He turned to crawl away, shouting for his surviving messengers, and a small, dirty hand gripped Sean's elbow.

"He's right, you're out of your damned mind!" Sandy hissed. "You'll never get past their perimeter, and even if you do, you don't even know where to find Vroxhan in all this!" She waved her other hand blindly at the smoke, and the gesture was taut with anger.

"No, I don't," Sean agreed quietly, "but I know where the Sanctum is."

"The—?" Sandy froze, staring into his eyes, and he nodded.

"If Tam and I get into the Sanctum—and we might just pull it off while everybody's fighting on the north side of town—we can take over the computer. And if we shut down the inner defense net, then Brash and Harry can get fighters in here and knock the guts out of the Guard."

"You'll never make it," she whispered, her face ashen under its grime, but her voice was already defeated by the knowledge that he had to try.

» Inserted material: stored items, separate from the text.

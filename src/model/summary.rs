//! Per-run scalars derived from a parsed series.

use crate::error::AnalysisError;
use crate::log::MetricSeries;
use serde::Serialize;

/// Samples dropped from each end of a series before averaging (warm-up and cool-down).
pub const TRIM: usize = 5;

/// Smallest series a trimmed mean is defined for.
pub const MIN_TRIMMED_SAMPLES: usize = 2 * TRIM + 1;

#[derive(Debug, Clone, PartialEq, Serialize)]
pub struct SeriesSummary {
    pub samples: usize,
    pub duration_secs: f64,
    /// Requests per second over the whole run.
    pub throughput: f64,
    pub avg_cpu_pct: f64,
    pub avg_network_mb: f64,
    pub avg_disk_mb: Option<f64>,
    pub avg_active_connections: Option<f64>,
    pub avg_current_rpcs: Option<f64>,
}

/// Mean of `values` without the first and last [`TRIM`] entries.
pub fn trimmed_mean(values: &[f64]) -> Result<f64, AnalysisError> {
    if values.len() < MIN_TRIMMED_SAMPLES {
        return Err(AnalysisError::InsufficientData {
            samples: values.len(),
            required: MIN_TRIMMED_SAMPLES,
        });
    }
    let kept = &values[TRIM..values.len() - TRIM];
    Ok(kept.iter().sum::<f64>() / kept.len() as f64)
}

/// `requests / duration_secs`; a non-positive duration has no throughput.
pub fn throughput(requests: u64, duration_secs: f64) -> Result<f64, AnalysisError> {
    if duration_secs.is_nan() || duration_secs <= 0.0 {
        return Err(AnalysisError::DegenerateDuration {
            duration: duration_secs,
        });
    }
    Ok(requests as f64 / duration_secs)
}

fn optional_mean(values: Option<Vec<f64>>) -> Result<Option<f64>, AnalysisError> {
    values.map(|v| trimmed_mean(&v)).transpose()
}

/// Summarize one run that replayed `requests` requests.
pub fn summarize(series: &MetricSeries, requests: u64) -> Result<SeriesSummary, AnalysisError> {
    if series.is_empty() {
        return Err(AnalysisError::EmptyData);
    }

    let avg_cpu_pct = trimmed_mean(&series.cpu_pct())?;
    let avg_network_mb = trimmed_mean(&series.net_total_mb())?;
    let avg_disk_mb = optional_mean(series.disk_total_mb())?;
    let avg_active_connections = optional_mean(series.active_connections())?;
    let avg_current_rpcs = optional_mean(series.current_rpcs())?;

    let duration_secs = series.duration_secs();
    let rate = throughput(requests, duration_secs)?;

    Ok(SeriesSummary {
        samples: series.len(),
        duration_secs,
        throughput: rate,
        avg_cpu_pct,
        avg_network_mb,
        avg_disk_mb,
        avg_active_connections,
        avg_current_rpcs,
    })
}

#[cfg(test)]
mod tests {
    use super::*;
    use crate::log::parse_log_text;
    use pretty_assertions::assert_eq;

    fn conn_line(sec: u32, cpu: u32, conns: u32) -> String {
        format!(
            "2024-01-01 00:{:02}:{:02} - CPU Utilization: {}% | usr: 1%, sys: 1%, idle: 98%, iowait: 0%, steal: 0% | Network recv: 1048576 bytes, send: 2097152 bytes | Disk read: 524288 bytes, write: 524288 bytes, number of active connections: {}, current_rpcs: 2",
            sec / 60,
            sec % 60,
            cpu,
            conns
        )
    }

    #[test]
    fn trimmed_mean_of_eleven_is_the_middle() {
        let v: Vec<f64> = (1..=11).map(|x| x as f64 * 10.0).collect();
        assert_eq!(trimmed_mean(&v).unwrap(), 60.0);
    }

    #[test]
    fn trimmed_mean_drops_both_ends() {
        let mut v = vec![1000.0; 5];
        v.extend([2.0, 4.0, 6.0]);
        v.extend(vec![-1000.0; 5]);
        assert_eq!(trimmed_mean(&v).unwrap(), 4.0);
    }

    #[test]
    fn trimmed_mean_needs_eleven() {
        let v = vec![1.0; 10];
        match trimmed_mean(&v).unwrap_err() {
            AnalysisError::InsufficientData { samples, required } => {
                assert_eq!(samples, 10);
                assert_eq!(required, 11);
            }
            other => panic!("unexpected error {other:?}"),
        }
        assert!(trimmed_mean(&[]).is_err());
    }

    #[test]
    fn throughput_is_exact_division() {
        assert_eq!(throughput(200_000, 40.0).unwrap(), 5000.0);
        assert_eq!(throughput(30_000, 7.0).unwrap(), 30_000.0 / 7.0);
    }

    #[test]
    fn zero_duration_has_no_throughput() {
        let err = throughput(200_000, 0.0).unwrap_err();
        assert_eq!(err.kind(), "degenerate_duration");
        assert!(throughput(1, f64::NAN).is_err());
    }

    #[test]
    fn summarizes_connections_log() {
        // 12 samples one second apart: cpu 10..120, connections 1..12.
        let text: Vec<String> = (0..12).map(|i| conn_line(i, (i + 1) * 10, i + 1)).collect();
        let series = parse_log_text(&text.join("\n"), None).unwrap();
        let s = summarize(&series, 1100).unwrap();

        assert_eq!(s.samples, 12);
        assert_eq!(s.duration_secs, 11.0);
        assert_eq!(s.throughput, 100.0);
        // Kept samples are indices 5 and 6.
        assert_eq!(s.avg_cpu_pct, 65.0);
        assert_eq!(s.avg_network_mb, 3.0);
        assert_eq!(s.avg_disk_mb, Some(1.0));
        assert_eq!(s.avg_active_connections, Some(6.5));
        assert_eq!(s.avg_current_rpcs, Some(2.0));
    }

    #[test]
    fn network_only_summary_has_no_disk() {
        let text: Vec<String> = (0..11).map(|i| conn_line(i, 50, 1)).collect();
        let series =
            parse_log_text(&text.join("\n"), Some(crate::log::LineFormat::Network)).unwrap();
        let s = summarize(&series, 10).unwrap();
        assert_eq!(s.avg_disk_mb, None);
        assert_eq!(s.avg_active_connections, None);
        assert_eq!(s.avg_cpu_pct, 50.0);
    }

    #[test]
    fn same_second_run_is_degenerate() {
        let text: Vec<String> = (0..11).map(|_| conn_line(0, 50, 1)).collect();
        let series = parse_log_text(&text.join("\n"), None).unwrap();
        assert_eq!(
            summarize(&series, 10).unwrap_err().kind(),
            "degenerate_duration"
        );
    }
}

"Maybe not, but we can sure as hell worry the bastards!" he said with a savage grin.

"Then I'm coming with you," she said flatly.

"No! If we break out, most of them'll come after us. There won't be enough to take Folmak out, and I want you here where it's safe!"

"Fuck you, Sean MacIntyre!" she shouted in sudden fury. "Goddamn it to hell, do you think I want to be safe while you're out there somewhere?" She jabbed a hand at the billowing smoke, and he watched in amazement as tears cut clean, white tracks down her filthy face. "Well, the hell with you, Your Highness! I'm an officer, too, not a goddamned 'angel'! And I am coming with you! If something happens to you and Tam, maybe I can get to the computer!"

"I—" Sean started to snap back, then closed his eyes and bent his head to stare down at his clenched fists. She was right, he thought drearily. He wanted—God, how he wanted!—to make her stay behind, but that was because he loved her, and it didn't change the fact that she was right.

"All right," he whispered finally, and looked up, blinking on his own tears. He reached out to cup the side of her face and managed a wan smile. "All right, you insubordinate little bitch." She caught his wrist, pressing her cheek tightly into his palm for just a moment, then released him and rolled to her knees.

"You tell Harry and Tibold what we're up to. I'll go help Tam get things organized."

Chapter Forty

The firing eased as most of the attacking infantry marched away from the shattered ordnance depot. Three thousand men still surrounded it, but their orders now were to hold the heretics, not crush them. Their musketeers were conserving ammunition, and their artillery caissons were almost empty. Fresh ammunition wagons were on their way, but for now the Guardsmen concentrated on simply keeping the Malagorans pinned down.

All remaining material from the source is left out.